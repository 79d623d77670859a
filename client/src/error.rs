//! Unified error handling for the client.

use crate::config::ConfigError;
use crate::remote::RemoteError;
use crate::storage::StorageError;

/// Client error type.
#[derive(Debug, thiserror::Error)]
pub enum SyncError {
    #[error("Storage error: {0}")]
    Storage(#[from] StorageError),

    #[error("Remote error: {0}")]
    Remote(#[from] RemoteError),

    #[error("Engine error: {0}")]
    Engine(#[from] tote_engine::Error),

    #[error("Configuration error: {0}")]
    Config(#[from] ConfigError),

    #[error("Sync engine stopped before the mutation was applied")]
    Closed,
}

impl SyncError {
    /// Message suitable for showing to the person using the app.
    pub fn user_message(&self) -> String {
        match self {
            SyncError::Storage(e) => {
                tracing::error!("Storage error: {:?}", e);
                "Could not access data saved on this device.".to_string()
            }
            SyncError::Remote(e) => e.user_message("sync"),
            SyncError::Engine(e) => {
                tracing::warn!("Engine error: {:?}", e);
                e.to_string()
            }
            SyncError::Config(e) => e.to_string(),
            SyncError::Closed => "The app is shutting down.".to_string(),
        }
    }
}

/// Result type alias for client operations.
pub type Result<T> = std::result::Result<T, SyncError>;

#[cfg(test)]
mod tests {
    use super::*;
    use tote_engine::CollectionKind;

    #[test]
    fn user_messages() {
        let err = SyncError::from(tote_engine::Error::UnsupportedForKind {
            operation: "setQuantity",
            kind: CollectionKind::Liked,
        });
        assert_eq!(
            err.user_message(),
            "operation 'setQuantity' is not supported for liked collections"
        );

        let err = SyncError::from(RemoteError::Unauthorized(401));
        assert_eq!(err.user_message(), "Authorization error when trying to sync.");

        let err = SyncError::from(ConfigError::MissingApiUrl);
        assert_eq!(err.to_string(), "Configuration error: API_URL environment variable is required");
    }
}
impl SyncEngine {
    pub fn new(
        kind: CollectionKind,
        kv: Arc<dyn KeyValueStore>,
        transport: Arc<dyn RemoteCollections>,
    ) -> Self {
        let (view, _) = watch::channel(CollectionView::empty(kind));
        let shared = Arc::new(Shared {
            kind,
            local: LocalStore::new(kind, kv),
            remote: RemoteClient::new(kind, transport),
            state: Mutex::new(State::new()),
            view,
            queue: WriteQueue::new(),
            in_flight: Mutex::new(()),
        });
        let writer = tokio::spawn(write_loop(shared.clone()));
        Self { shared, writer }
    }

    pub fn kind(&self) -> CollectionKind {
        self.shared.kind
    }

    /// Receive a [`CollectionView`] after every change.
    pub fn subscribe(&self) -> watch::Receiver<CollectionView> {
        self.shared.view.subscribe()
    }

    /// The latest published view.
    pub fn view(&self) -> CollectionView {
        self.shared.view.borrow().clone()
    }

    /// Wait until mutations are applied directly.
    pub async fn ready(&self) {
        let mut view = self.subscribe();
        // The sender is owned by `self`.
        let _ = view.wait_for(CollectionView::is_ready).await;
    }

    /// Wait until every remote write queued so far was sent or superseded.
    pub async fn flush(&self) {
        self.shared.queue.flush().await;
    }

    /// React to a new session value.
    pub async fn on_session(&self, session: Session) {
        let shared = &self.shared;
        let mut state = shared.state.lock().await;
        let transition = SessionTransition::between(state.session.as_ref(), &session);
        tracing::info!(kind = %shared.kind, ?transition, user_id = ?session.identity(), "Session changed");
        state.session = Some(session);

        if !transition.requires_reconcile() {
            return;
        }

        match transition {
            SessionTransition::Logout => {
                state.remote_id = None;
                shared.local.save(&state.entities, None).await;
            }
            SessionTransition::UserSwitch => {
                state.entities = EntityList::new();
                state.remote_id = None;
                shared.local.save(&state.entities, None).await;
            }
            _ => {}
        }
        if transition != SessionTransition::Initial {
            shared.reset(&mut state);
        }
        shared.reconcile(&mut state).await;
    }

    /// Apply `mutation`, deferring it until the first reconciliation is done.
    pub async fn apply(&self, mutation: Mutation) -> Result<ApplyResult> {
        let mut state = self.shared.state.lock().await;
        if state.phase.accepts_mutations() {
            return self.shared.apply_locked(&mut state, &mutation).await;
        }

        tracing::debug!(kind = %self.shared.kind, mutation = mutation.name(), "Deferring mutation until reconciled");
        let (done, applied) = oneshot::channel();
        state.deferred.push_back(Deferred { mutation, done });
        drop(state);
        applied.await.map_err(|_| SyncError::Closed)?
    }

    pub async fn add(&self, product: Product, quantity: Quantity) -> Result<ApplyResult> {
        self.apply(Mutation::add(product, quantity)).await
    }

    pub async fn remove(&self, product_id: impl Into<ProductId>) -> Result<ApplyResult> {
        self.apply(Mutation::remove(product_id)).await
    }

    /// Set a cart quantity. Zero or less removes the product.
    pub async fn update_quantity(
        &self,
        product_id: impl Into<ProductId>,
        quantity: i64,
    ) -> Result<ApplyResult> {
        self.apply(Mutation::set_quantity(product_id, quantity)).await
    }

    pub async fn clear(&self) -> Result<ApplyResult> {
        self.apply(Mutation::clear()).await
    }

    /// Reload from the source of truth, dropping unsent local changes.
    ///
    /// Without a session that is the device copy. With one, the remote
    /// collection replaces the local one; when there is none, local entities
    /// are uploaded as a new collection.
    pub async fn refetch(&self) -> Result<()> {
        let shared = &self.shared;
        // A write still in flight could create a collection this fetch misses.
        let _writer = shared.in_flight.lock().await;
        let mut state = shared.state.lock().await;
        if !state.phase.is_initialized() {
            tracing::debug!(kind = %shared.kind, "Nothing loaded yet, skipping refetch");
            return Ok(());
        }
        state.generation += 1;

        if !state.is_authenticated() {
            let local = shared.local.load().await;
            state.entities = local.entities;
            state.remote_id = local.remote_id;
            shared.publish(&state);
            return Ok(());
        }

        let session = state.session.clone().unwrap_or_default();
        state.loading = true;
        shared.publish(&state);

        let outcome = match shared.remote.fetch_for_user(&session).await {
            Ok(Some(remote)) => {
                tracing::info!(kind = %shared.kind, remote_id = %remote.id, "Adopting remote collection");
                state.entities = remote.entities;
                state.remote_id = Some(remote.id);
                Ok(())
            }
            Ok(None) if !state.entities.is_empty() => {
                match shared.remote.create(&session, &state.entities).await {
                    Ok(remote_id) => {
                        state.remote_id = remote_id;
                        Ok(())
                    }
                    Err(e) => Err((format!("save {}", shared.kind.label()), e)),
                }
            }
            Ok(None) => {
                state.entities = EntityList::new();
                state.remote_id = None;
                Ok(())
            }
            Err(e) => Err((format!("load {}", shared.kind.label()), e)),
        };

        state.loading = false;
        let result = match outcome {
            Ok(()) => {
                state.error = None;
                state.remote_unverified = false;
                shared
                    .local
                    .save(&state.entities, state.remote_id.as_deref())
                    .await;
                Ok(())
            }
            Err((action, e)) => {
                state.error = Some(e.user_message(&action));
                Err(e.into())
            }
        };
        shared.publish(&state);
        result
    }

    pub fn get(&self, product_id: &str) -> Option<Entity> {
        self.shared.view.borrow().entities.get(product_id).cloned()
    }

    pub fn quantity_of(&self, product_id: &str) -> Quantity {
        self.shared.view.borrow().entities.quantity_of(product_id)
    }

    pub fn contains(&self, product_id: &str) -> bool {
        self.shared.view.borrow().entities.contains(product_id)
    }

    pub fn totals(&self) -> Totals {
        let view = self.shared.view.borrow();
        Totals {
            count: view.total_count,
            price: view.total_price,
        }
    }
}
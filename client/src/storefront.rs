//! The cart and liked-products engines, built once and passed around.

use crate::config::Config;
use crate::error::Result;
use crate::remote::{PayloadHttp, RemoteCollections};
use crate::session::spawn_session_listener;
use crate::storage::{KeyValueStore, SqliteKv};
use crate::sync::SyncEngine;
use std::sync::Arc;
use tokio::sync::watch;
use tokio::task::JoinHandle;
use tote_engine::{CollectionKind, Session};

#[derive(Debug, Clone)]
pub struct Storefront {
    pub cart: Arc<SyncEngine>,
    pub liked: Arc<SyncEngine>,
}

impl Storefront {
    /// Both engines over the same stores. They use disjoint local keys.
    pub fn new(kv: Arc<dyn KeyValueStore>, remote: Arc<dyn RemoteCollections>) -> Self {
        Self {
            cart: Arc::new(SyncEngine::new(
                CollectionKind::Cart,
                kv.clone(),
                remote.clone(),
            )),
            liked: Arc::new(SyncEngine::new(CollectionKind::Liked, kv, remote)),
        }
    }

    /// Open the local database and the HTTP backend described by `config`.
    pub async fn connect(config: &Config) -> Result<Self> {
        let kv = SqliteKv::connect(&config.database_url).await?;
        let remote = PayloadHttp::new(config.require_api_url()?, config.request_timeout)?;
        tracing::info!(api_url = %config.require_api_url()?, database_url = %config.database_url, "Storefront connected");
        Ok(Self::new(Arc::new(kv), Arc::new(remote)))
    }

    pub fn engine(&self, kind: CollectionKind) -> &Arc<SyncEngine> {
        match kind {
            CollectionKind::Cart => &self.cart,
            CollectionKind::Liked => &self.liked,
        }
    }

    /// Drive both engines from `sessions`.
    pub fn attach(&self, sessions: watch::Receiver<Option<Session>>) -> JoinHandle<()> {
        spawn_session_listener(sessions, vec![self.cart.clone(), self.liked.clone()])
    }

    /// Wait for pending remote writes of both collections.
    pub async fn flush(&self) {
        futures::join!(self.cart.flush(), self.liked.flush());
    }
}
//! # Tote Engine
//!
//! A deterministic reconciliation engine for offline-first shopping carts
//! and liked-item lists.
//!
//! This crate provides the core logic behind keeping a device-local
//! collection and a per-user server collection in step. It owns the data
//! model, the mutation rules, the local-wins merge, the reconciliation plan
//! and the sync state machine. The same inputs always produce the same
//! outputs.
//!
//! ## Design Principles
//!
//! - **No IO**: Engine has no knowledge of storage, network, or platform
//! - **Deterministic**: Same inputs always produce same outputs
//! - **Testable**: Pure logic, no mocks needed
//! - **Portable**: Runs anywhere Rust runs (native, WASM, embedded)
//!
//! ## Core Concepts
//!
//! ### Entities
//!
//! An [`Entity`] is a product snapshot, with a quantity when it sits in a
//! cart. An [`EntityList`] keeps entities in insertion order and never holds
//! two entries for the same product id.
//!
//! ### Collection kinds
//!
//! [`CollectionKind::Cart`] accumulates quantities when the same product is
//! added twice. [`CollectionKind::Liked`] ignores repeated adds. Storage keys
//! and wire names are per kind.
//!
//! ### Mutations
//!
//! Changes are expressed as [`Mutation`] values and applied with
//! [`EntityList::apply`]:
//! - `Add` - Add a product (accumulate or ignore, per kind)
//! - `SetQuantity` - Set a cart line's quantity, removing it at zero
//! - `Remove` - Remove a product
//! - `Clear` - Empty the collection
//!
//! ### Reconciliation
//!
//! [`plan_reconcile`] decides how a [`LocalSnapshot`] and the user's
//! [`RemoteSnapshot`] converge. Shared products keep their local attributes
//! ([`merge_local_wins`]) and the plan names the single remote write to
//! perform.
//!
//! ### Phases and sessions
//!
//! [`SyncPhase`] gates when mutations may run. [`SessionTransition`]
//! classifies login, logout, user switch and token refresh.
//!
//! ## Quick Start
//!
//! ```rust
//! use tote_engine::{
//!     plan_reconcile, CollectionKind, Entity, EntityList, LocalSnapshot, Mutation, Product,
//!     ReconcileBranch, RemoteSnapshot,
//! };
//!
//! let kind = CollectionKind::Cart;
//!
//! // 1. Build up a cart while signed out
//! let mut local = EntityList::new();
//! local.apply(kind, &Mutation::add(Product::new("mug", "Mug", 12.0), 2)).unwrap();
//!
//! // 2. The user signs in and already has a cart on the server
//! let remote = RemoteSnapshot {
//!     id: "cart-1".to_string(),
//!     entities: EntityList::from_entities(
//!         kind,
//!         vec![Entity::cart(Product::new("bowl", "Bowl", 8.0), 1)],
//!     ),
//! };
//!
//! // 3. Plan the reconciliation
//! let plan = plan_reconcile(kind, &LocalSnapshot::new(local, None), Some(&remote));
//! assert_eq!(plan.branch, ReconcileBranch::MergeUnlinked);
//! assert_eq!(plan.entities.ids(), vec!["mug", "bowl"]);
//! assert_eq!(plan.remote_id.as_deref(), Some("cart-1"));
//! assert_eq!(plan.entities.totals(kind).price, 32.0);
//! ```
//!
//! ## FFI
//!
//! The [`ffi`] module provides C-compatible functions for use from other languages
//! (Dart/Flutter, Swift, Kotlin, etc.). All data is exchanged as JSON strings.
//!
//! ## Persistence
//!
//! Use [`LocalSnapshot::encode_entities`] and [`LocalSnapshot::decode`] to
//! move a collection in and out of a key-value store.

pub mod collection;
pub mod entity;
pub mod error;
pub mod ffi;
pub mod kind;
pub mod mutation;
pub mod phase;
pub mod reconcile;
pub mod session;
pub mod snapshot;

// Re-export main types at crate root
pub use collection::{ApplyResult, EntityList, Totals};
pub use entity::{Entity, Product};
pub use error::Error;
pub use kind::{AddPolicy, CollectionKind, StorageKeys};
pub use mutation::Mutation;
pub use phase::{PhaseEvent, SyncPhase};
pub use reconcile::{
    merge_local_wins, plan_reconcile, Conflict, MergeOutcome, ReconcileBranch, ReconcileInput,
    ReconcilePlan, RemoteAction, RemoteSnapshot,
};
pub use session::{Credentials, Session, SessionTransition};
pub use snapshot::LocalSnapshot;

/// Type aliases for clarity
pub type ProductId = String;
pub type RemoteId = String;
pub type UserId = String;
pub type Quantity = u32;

* **Try it**: What you output must be the lines from the opening of the material above up to and including the line with "for client operations.", reproduced exactly.

* **Task response**:
repository 79d623d77670859a
filename client/src/error.rs
//! Unified error handling for the client.

use crate::config::ConfigError;
use crate::remote::RemoteError;
use crate::storage::StorageError;

/// Client error type.
#[derive(Debug, thiserror::Error)]
pub enum SyncError {
    #[error("Storage error: {0}")]
    Storage(#[from] StorageError),

    #[error("Remote error: {0}")]
    Remote(#[from] RemoteError),

    #[error("Engine error: {0}")]
    Engine(#[from] tote_engine::Error),

    #[error("Configuration error: {0}")]
    Config(#[from] ConfigError),

    #[error("Sync engine stopped before the mutation was applied")]
    Closed,
}

impl SyncError {
    /// Message suitable for showing to the person using the app.
    pub fn user_message(&self) -> String {
        match self {
            SyncError::Storage(e) => {
                tracing::error!("Storage error: {:?}", e);
                "Could not access data saved on this device.".to_string()
            }
            SyncError::Remote(e) => e.user_message("sync"),
            SyncError::Engine(e) => {
                tracing::warn!("Engine error: {:?}", e);
                e.to_string()
            }
            SyncError::Config(e) => e.to_string(),
            SyncError::Closed => "The app is shutting down.".to_string(),
        }
    }
}

/// Result type alias for client operations.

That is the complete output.